Activity -> The answer must be a single number: how many lines below contain "that".

Material to process ->
▬▬▬▬▬▬
//! The `search` command: manual and auto search against the aggregator.

use anyhow::Result;
use longbox_core::Services;
use longbox_core::search::{auto_search, manual_search};

/// Runs a search and prints the ranked results.
pub async fn search(
    services: &Services,
    volume_id: i64,
    issue_id: Option<i64>,
    auto: bool,
) -> Result<()> {
    let results = if auto {
        auto_search(services, volume_id, issue_id).await?
    } else {
        manual_search(services, volume_id, issue_id).await?
    };

    if results.is_empty() {
        println!("No results.");
        return Ok(());
    }

    for result in results {
        let marker = if result.verdict.matched { "+" } else { "-" };
        let reason = result
            .verdict
            .reason
            .map(|r| format!(" ({r})"))
            .unwrap_or_default();
        let covered = result
            .covered_issues
            .map(|span| format!(" covers #{span}"))
            .unwrap_or_default();
        println!(
            "{marker} {}{reason}{covered}\n  {}",
            result.release.display_title, result.release.link
        );
    }
    Ok(())
}
//! Extracting structured comic data from filenames, folder names and
//! release titles.
//!
//! The extractor distills a free-form string (a filepath, a bare filename or
//! an aggregator release title) into a [`Fingerprint`]: series name, year,
//! volume number, issue number (or range), special-version tag and annual
//! flag. Everything downstream (matching, importing, renaming, search
//! ranking) works on fingerprints instead of raw strings.
//!
//! # Overview
//!
//! - [`Fingerprint`] - The extracted value object
//! - [`NumberSpan`] - Single value or inclusive range (volume/issue numbers)
//! - [`SpecialVersion`] - TPB, one-shot, hard-cover, volume-as-issue, ...
//! - [`extract_filename_data`] - The extraction entry point
//! - [`process_issue_number`] / [`process_volume_number`] - Number grammar

mod extractor;
mod number;
mod patterns;

pub use extractor::{ExtractOptions, extract_filename_data};
pub use number::{
    calc_float_issue_number, extract_year_from_date, fix_broken_year, normalize_number,
    normalize_string, process_issue_number, process_volume_number,
};

use std::fmt;

use serde::{Deserialize, Serialize};

/// File extensions of image files, lowercase without dot.
pub const IMAGE_EXTENSIONS: [&str; 5] = ["png", "jpeg", "jpg", "webp", "gif"];

/// File extensions of archive/container files, lowercase without dot.
pub const CONTAINER_EXTENSIONS: [&str; 11] = [
    "cbz", "zip", "rar", "cbr", "tar.gz", "7zip", "7z", "cb7", "cbt", "epub", "pdf",
];

/// Archive extensions that are candidates for extraction.
pub const EXTRACTABLE_EXTENSIONS: [&str; 2] = ["zip", "rar"];

/// File extensions of metadata files, lowercase without dot.
pub const METADATA_EXTENSIONS: [&str; 2] = ["xml", "json"];

/// Filenames (lowercase) that are recognized as pure metadata files.
pub const METADATA_FILES: [&str; 3] = ["cvinfo.xml", "comicinfo.xml", "series.json"];

/// Returns the lowercase extension of `name` without the dot, handling the
/// double extension `.tar.gz`.
#[must_use]
pub fn file_extension(name: &str) -> Option<String> {
    let lower = name.to_lowercase();
    if lower.ends_with(".tar.gz") {
        return Some("tar.gz".to_string());
    }
    let base = lower.rsplit('/').next().unwrap_or(&lower);
    let dot = base.rfind('.')?;
    if dot == 0 || dot + 1 == base.len() {
        return None;
    }
    Some(base[dot + 1..].to_string())
}

/// Returns true if the filename has an image extension.
#[must_use]
pub fn is_image_file(name: &str) -> bool {
    file_extension(name).is_some_and(|e| IMAGE_EXTENSIONS.contains(&e.as_str()))
}

/// Returns true if the filename has a media (image or container) extension.
#[must_use]
pub fn is_content_file(name: &str) -> bool {
    file_extension(name).is_some_and(|e| {
        IMAGE_EXTENSIONS.contains(&e.as_str()) || CONTAINER_EXTENSIONS.contains(&e.as_str())
    })
}

/// Returns true if the filename has an extension the library scanner cares
/// about (media or metadata).
#[must_use]
pub fn is_scannable_file(name: &str) -> bool {
    file_extension(name).is_some_and(|e| {
        IMAGE_EXTENSIONS.contains(&e.as_str())
            || CONTAINER_EXTENSIONS.contains(&e.as_str())
            || METADATA_EXTENSIONS.contains(&e.as_str())
    })
}

/// A single number or an inclusive range of numbers.
///
/// Volume and issue numbers extracted from filenames can be either a single
/// value (`#5`) or a range (`#11-25`). Ranges are kept ordered as extracted.
#[derive(Debug, Clone, Copy, PartialEq, Serialize, Deserialize)]
pub enum NumberSpan<T> {
    /// A single number.
    Single(T),
    /// An inclusive range.
    Range(T, T),
}

impl<T: Copy> NumberSpan<T> {
    /// The first (or only) number.
    pub fn first(&self) -> T {
        match self {
            Self::Single(n) | Self::Range(n, _) => *n,
        }
    }

    /// The last (or only) number.
    pub fn last(&self) -> T {
        match self {
            Self::Single(n) | Self::Range(_, n) => *n,
        }
    }

    /// Both borders; a single value is its own range.
    pub fn bounds(&self) -> (T, T) {
        match self {
            Self::Single(n) => (*n, *n),
            Self::Range(a, b) => (*a, *b),
        }
    }
}

impl NumberSpan<f64> {
    /// Whether two issue spans share any issue number.
    #[must_use]
    pub fn overlaps(&self, other: &Self) -> bool {
        let (a1, a2) = self.bounds();
        let (b1, b2) = other.bounds();
        a1 <= b2 && b1 <= a2
    }

    /// Whether `n` falls inside the span.
    #[must_use]
    pub fn contains(&self, n: f64) -> bool {
        let (a, b) = self.bounds();
        a <= n && n <= b
    }

    /// The number of issues the span covers, counting a single issue as one.
    #[must_use]
    pub fn width(&self) -> f64 {
        let (a, b) = self.bounds();
        if (b - a).abs() < f64::EPSILON {
            1.0
        } else {
            b - a
        }
    }
}

impl From<NumberSpan<i32>> for NumberSpan<f64> {
    fn from(value: NumberSpan<i32>) -> Self {
        match value {
            NumberSpan::Single(n) => NumberSpan::Single(f64::from(n)),
            NumberSpan::Range(a, b) => NumberSpan::Range(f64::from(a), f64::from(b)),
        }
    }
}

impl<T: fmt::Display> fmt::Display for NumberSpan<T> {
    fn fmt(&self, f: &mut fmt::Formatter<'_>) -> fmt::Result {
        match self {
            Self::Single(n) => write!(f, "{n}"),
            Self::Range(a, b) => write!(f, "{a}-{b}"),
        }
    }
}

/// A volume shape other than plain numbered issues.
#[derive(Debug, Clone, Copy, PartialEq, Eq, Hash, Serialize, Deserialize)]
#[serde(rename_all = "kebab-case")]
pub enum SpecialVersion {
    /// Trade paperback: the whole volume collected in one book.
    Tpb,
    /// A volume consisting of a single issue.
    OneShot,
    /// Hard-cover collected edition.
    HardCover,
    /// Volume where each issue is named `Volume N`.
    VolumeAsIssue,
    /// Image file that is the cover of an issue or volume. Overrules the
    /// other special versions.
    Cover,
    /// Metadata file (comicinfo.xml and friends).
    Metadata,
}

impl SpecialVersion {
    /// Stable string form used in the database and summaries.
    #[must_use]
    pub fn as_str(self) -> &'static str {
        match self {
            Self::Tpb => "tpb",
            Self::OneShot => "one-shot",
            Self::HardCover => "hard-cover",
            Self::VolumeAsIssue => "volume-as-issue",
            Self::Cover => "cover",
            Self::Metadata => "metadata",
        }
    }

    /// Parses the stable string form.
    #[must_use]
    pub fn from_str_opt(value: &str) -> Option<Self> {
        match value {
            "tpb" => Some(Self::Tpb),
            "one-shot" => Some(Self::OneShot),
            "hard-cover" => Some(Self::HardCover),
            "volume-as-issue" => Some(Self::VolumeAsIssue),
            "cover" => Some(Self::Cover),
            "metadata" => Some(Self::Metadata),
            _ => None,
        }
    }
}

impl fmt::Display for SpecialVersion {
    fn fmt(&self, f: &mut fmt::Formatter<'_>) -> fmt::Result {
        f.write_str(self.as_str())
    }
}

/// Structured data extracted from a filename or release title.
#[derive(Debug, Clone, PartialEq, Serialize, Deserialize)]
pub struct Fingerprint {
    /// Series name, normalized (separators collapsed, numbering stripped).
    pub series: String,
    /// Publication year, if one was recognized.
    pub year: Option<i32>,
    /// Volume number or range.
    pub volume_number: Option<NumberSpan<i32>>,
    /// Special-version tag, absent for a plain numbered issue.
    pub special_version: Option<SpecialVersion>,
    /// Issue number or range, as calculated decimals.
    pub issue_number: Option<NumberSpan<f64>>,
    /// Whether the file belongs to the annual run of the series.
    pub annual: bool,
}

#[cfg(test)]
mod tests {
    use super::*;

    #[test]
    fn test_number_span_bounds() {
        assert_eq!(NumberSpan::Single(5.0).bounds(), (5.0, 5.0));
        assert_eq!(NumberSpan::Range(1.0, 9.0).bounds(), (1.0, 9.0));
    }

    #[test]
    fn test_number_span_overlap() {
        let a = NumberSpan::Range(1.0, 5.0);
        let b = NumberSpan::Range(5.0, 9.0);
        let c = NumberSpan::Single(7.0);
        assert!(a.overlaps(&b));
        assert!(!a.overlaps(&c));
        assert!(b.overlaps(&c));
    }

    #[test]
    fn test_number_span_display() {
        assert_eq!(NumberSpan::Single(3).to_string(), "3");
        assert_eq!(NumberSpan::Range(11, 25).to_string(), "11-25");
    }

    #[test]
    fn test_special_version_round_trip() {
        for sv in [
            SpecialVersion::Tpb,
            SpecialVersion::OneShot,
            SpecialVersion::HardCover,
            SpecialVersion::VolumeAsIssue,
            SpecialVersion::Cover,
            SpecialVersion::Metadata,
        ] {
            assert_eq!(SpecialVersion::from_str_opt(sv.as_str()), Some(sv));
        }
        assert_eq!(SpecialVersion::from_str_opt("bogus"), None);
    }

    #[test]
    fn test_file_extension_handles_tar_gz() {
        assert_eq!(file_extension("a/b/c.tar.gz").as_deref(), Some("tar.gz"));
        assert_eq!(file_extension("a/b/c.CBZ").as_deref(), Some("cbz"));
        assert_eq!(file_extension("noext"), None);
    }

    #[test]
    fn test_scannable_extension_sets() {
        assert!(is_image_file("page01.JPG"));
        assert!(is_content_file("Series Vol. 2.cbz"));
        assert!(is_scannable_file("comicinfo.xml"));
        assert!(!is_scannable_file("notes.txt"));
    }
}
▬▬▬▬▬▬
Final answer -> 3